◆ INFORMATION PROVIDED:
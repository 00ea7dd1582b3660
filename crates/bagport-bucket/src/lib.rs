//! S3-compatible object storage used for exported BAG parquet artifacts.

use std::collections::HashMap;
use std::fmt;
use std::sync::Mutex;

use async_trait::async_trait;
use aws_config::BehaviorVersion;
use aws_credential_types::provider::SharedCredentialsProvider;
use aws_credential_types::Credentials;
use aws_sdk_s3::config::Region;
use aws_sdk_s3::error::SdkError;
use aws_sdk_s3::primitives::ByteStream;
use aws_sdk_s3::Client;
use bytes::Bytes;
use thiserror::Error;

/// Container every export lands in unless the deployment overrides it.
pub const DEFAULT_CONTAINER: &str = "development";

const ENV_BUCKET: &str = "BAG_STORE_BUCKET";
const ENV_REGION: &str = "BAG_STORE_REGION";
const ENV_ENDPOINT: &str = "BAG_STORE_ENDPOINT";
const ENV_ACCESS_KEY_ID: &str = "BAG_STORE_ACCESS_KEY_ID";
const ENV_SECRET_ACCESS_KEY: &str = "BAG_STORE_SECRET_ACCESS_KEY";
const ENV_FORCE_PATH_STYLE: &str = "BAG_STORE_FORCE_PATH_STYLE";

#[derive(Debug, Clone)]
pub struct StoreConfig {
    pub bucket: String,
    pub region: String,
    pub endpoint: Option<String>,
    pub access_key_id: String,
    pub secret_access_key: String,
    pub force_path_style: bool,
}

impl StoreConfig {
    /// Resolves the store credential from the process environment, once per
    /// run. A missing credential is a configuration error; callers check this
    /// before any table work starts.
    pub fn from_env() -> Result<Self, StoreError> {
        let bucket =
            std::env::var(ENV_BUCKET).unwrap_or_else(|_| DEFAULT_CONTAINER.to_string());
        let region = std::env::var(ENV_REGION).unwrap_or_else(|_| "us-east-1".to_string());
        let endpoint = std::env::var(ENV_ENDPOINT).ok();
        let access_key_id = require_var(ENV_ACCESS_KEY_ID)?;
        let secret_access_key = require_var(ENV_SECRET_ACCESS_KEY)?;
        let force_path_style = std::env::var(ENV_FORCE_PATH_STYLE)
            .map(|v| v == "1" || v.eq_ignore_ascii_case("true"))
            .unwrap_or(false);

        Ok(Self {
            bucket,
            region,
            endpoint,
            access_key_id,
            secret_access_key,
            force_path_style,
        })
    }
}

fn require_var(key: &str) -> Result<String, StoreError> {
    std::env::var(key)
        .map_err(|_| StoreError::Configuration(format!("{key} is not set in the environment")))
}

#[derive(Debug, Error)]
pub enum StoreError {
    #[error("configuration error: {0}")]
    Configuration(String),
    #[error("sdk error: {0}")]
    Sdk(String),
    #[error("object not found: {0}")]
    NotFound(String),
}

impl StoreError {
    fn from_sdk(err: impl fmt::Display) -> Self {
        Self::Sdk(err.to_string())
    }
}

/// Overwrite-on-put blob storage addressed by key. Last writer wins; there is
/// no versioning and no optimistic concurrency.
#[async_trait]
pub trait ObjectStore: Send + Sync {
    async fn put_object(
        &self,
        key: &str,
        bytes: Bytes,
        content_type: &str,
    ) -> Result<(), StoreError>;
    async fn get_object(&self, key: &str) -> Result<Bytes, StoreError>;
    async fn delete_object(&self, key: &str) -> Result<(), StoreError>;
}

#[derive(Clone)]
pub struct S3ObjectStore {
    client: Client,
    bucket: String,
}

impl S3ObjectStore {
    pub async fn new(config: StoreConfig) -> Result<Self, StoreError> {
        if config.bucket.is_empty() {
            return Err(StoreError::Configuration(
                "bucket name cannot be empty".into(),
            ));
        }

        let credentials = Credentials::new(
            &config.access_key_id,
            &config.secret_access_key,
            None,
            None,
            "static",
        );
        let loader = aws_config::defaults(BehaviorVersion::latest())
            .region(Region::new(config.region.clone()))
            .credentials_provider(SharedCredentialsProvider::new(credentials));

        let shared_config = loader.load().await;
        let mut builder = aws_sdk_s3::config::Builder::from(&shared_config);

        if let Some(endpoint) = &config.endpoint {
            builder = builder.endpoint_url(endpoint);
        }
        if config.force_path_style {
            builder = builder.force_path_style(true);
        }

        let client = Client::from_conf(builder.build());
        Ok(Self {
            client,
            bucket: config.bucket,
        })
    }
}

#[async_trait]
impl ObjectStore for S3ObjectStore {
    async fn put_object(
        &self,
        key: &str,
        bytes: Bytes,
        content_type: &str,
    ) -> Result<(), StoreError> {
        self.client
            .put_object()
            .bucket(&self.bucket)
            .key(key)
            .body(ByteStream::from(bytes.to_vec()))
            .content_type(content_type)
            .send()
            .await
            .map_err(StoreError::from_sdk)?;
        Ok(())
    }

    async fn get_object(&self, key: &str) -> Result<Bytes, StoreError> {
        let output = self
            .client
            .get_object()
            .bucket(&self.bucket)
            .key(key)
            .send()
            .await
            .map_err(|err| match err {
                SdkError::ServiceError(service_err) => {
                    let message = service_err.err().to_string();
                    if message.contains("NoSuchKey") {
                        StoreError::NotFound(key.to_string())
                    } else {
                        StoreError::from_sdk(message)
                    }
                }
                other => StoreError::from_sdk(other),
            })?;

        let data = output.body.collect().await.map_err(StoreError::from_sdk)?;
        Ok(Bytes::from(data.into_bytes()))
    }

    async fn delete_object(&self, key: &str) -> Result<(), StoreError> {
        self.client
            .delete_object()
            .bucket(&self.bucket)
            .key(key)
            .send()
            .await
            .map_err(StoreError::from_sdk)?;
        Ok(())
    }
}

/// In-memory store for tests and offline runs.
#[derive(Debug, Default)]
pub struct MemoryObjectStore {
    objects: Mutex<HashMap<String, Bytes>>,
}

impl MemoryObjectStore {
    pub fn new() -> Self {
        Self::default()
    }

    pub fn keys(&self) -> Vec<String> {
        let mut keys: Vec<String> = self.objects.lock().unwrap().keys().cloned().collect();
        keys.sort();
        keys
    }

    pub fn len(&self) -> usize {
        self.objects.lock().unwrap().len()
    }

    pub fn is_empty(&self) -> bool {
        self.objects.lock().unwrap().is_empty()
    }
}

#[async_trait]
impl ObjectStore for MemoryObjectStore {
    async fn put_object(
        &self,
        key: &str,
        bytes: Bytes,
        _content_type: &str,
    ) -> Result<(), StoreError> {
        self.objects
            .lock()
            .unwrap()
            .insert(key.to_string(), bytes);
        Ok(())
    }

    async fn get_object(&self, key: &str) -> Result<Bytes, StoreError> {
        self.objects
            .lock()
            .unwrap()
            .get(key)
            .cloned()
            .ok_or_else(|| StoreError::NotFound(key.to_string()))
    }

    async fn delete_object(&self, key: &str) -> Result<(), StoreError> {
        self.objects.lock().unwrap().remove(key);
        Ok(())
    }
}

#[cfg(test)]
mod tests {
    use super::*;

    #[tokio::test]
    async fn memory_store_overwrites_on_put() {
        let store = MemoryObjectStore::new();
        store
            .put_object("bag/pand.parquet", Bytes::from_static(b"first"), "b/p")
            .await
            .unwrap();
        store
            .put_object("bag/pand.parquet", Bytes::from_static(b"second"), "b/p")
            .await
            .unwrap();

        assert_eq!(store.len(), 1);
        let got = store.get_object("bag/pand.parquet").await.unwrap();
        assert_eq!(&got[..], b"second");
    }

    #[tokio::test]
    async fn memory_store_reports_missing_objects() {
        let store = MemoryObjectStore::new();
        let err = store.get_object("bag/nope.parquet").await.unwrap_err();
        assert!(matches!(err, StoreError::NotFound(_)));
    }

    #[test]
    fn from_env_requires_the_credential_pair() {
        // Run both halves in one test so env mutation stays ordered.
        std::env::remove_var(ENV_ACCESS_KEY_ID);
        std::env::remove_var(ENV_SECRET_ACCESS_KEY);
        std::env::remove_var(ENV_BUCKET);

        let err = StoreConfig::from_env().unwrap_err();
        assert!(matches!(err, StoreError::Configuration(_)));

        std::env::set_var(ENV_ACCESS_KEY_ID, "test-key");
        std::env::set_var(ENV_SECRET_ACCESS_KEY, "test-secret");

        let config = StoreConfig::from_env().unwrap();
        assert_eq!(config.bucket, DEFAULT_CONTAINER);
        assert_eq!(config.access_key_id, "test-key");

        std::env::remove_var(ENV_ACCESS_KEY_ID);
        std::env::remove_var(ENV_SECRET_ACCESS_KEY);
    }
}
// src/announcer.rs
// Top-level composition of the announcement engine.
//
// The Announcer is built explicitly by the application and owns the winner
// tracker, the dispatcher and a handle to the queue. Every external update
// flows through it: diff -> dispatch -> enqueue, with celebrations fired for
// the biggest prizes.

use std::sync::Arc;

use rand::rngs::StdRng;
use rand::Rng;

use crate::booking::BookingDirectory;
use crate::celebration::Celebration;
use crate::diff::{WinnerEvent, WinnerTracker};
use crate::dispatcher::AnnouncementDispatcher;
use crate::player::AnnouncementPlayer;
use crate::queue::AnnouncementQueue;
use crate::snapshot::{GameState, WinnerSnapshot};

pub struct Announcer<R: Rng = StdRng> {
    tracker: WinnerTracker,
    dispatcher: AnnouncementDispatcher<R>,
    queue: AnnouncementQueue,
    celebration: Arc<dyn Celebration>,
    announce_numbers: bool,
    last_number: Option<u8>,
}

impl<R: Rng> Announcer<R> {
    pub fn new(
        player: Arc<AnnouncementPlayer>,
        dispatcher: AnnouncementDispatcher<R>,
        celebration: Arc<dyn Celebration>,
        announce_numbers: bool,
    ) -> Self {
        Announcer {
            tracker: WinnerTracker::new(),
            dispatcher,
            queue: AnnouncementQueue::new(player),
            celebration,
            announce_numbers,
            last_number: None,
        }
    }

    pub fn queue(&self) -> &AnnouncementQueue {
        &self.queue
    }

    pub fn tracker(&self) -> &WinnerTracker {
        &self.tracker
    }

    /// Treat everything in `state` as already announced (joining mid-game).
    pub fn prime(&mut self, state: &GameState) {
        self.tracker.prime(state.winners.clone());
        self.last_number = state.last_called();
        log::info!("Primed with {} existing winners", state.winners.winner_count());
    }

    /// Handle a complete winners snapshot. Returns the newly observed winners.
    pub fn on_snapshot(&mut self, snapshot: WinnerSnapshot, directory: &BookingDirectory) -> Vec<WinnerEvent> {
        let events = self.tracker.diff(snapshot, directory);
        for event in &events {
            log::info!(
                "New winner: {} - {} (ticket {})",
                event.prize.label(),
                event.display_name(),
                event.ticket_id
            );
            let Some(announcement) = self.dispatcher.dispatch(event) else {
                continue;
            };
            if event.prize.celebrates() {
                self.celebration.celebrate(event.prize, event.display_name());
            }
            self.queue.enqueue(announcement);
        }
        events
    }

    /// Read out a called number once, however many polls still report it.
    pub fn on_number_called(&mut self, number: u8) {
        if self.last_number == Some(number) {
            return;
        }
        self.last_number = Some(number);
        if !self.announce_numbers {
            return;
        }
        if let Some(announcement) = self.dispatcher.dispatch_number(number) {
            self.queue.enqueue(announcement);
        }
    }

    /// Handle one complete game node from the store.
    pub fn on_game_state(&mut self, state: GameState) -> Vec<WinnerEvent> {
        if let Some(number) = state.last_called() {
            self.on_number_called(number);
        }
        self.on_snapshot(state.winners, &state.directory)
    }

    /// Start over for a new game
    pub fn reset(&mut self) {
        self.tracker.reset();
        self.dispatcher.reset();
        self.last_number = None;
    }

    pub fn toggle_mute(&self) -> bool {
        self.queue.toggle_mute()
    }

    /// Silence everything and wait for playback to stop.
    pub async fn shutdown(&self) {
        self.queue.shutdown().await;
        log::info!("Announcer stopped");
    }
}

◆ ACTION ITEM: Please report all lines in the entries where "everything" appears.

◆ OUTPUT OF THE TASK:
    /// Treat everything in `state` as already announced (joining mid-game).
    /// Silence everything and wait for playback to stop.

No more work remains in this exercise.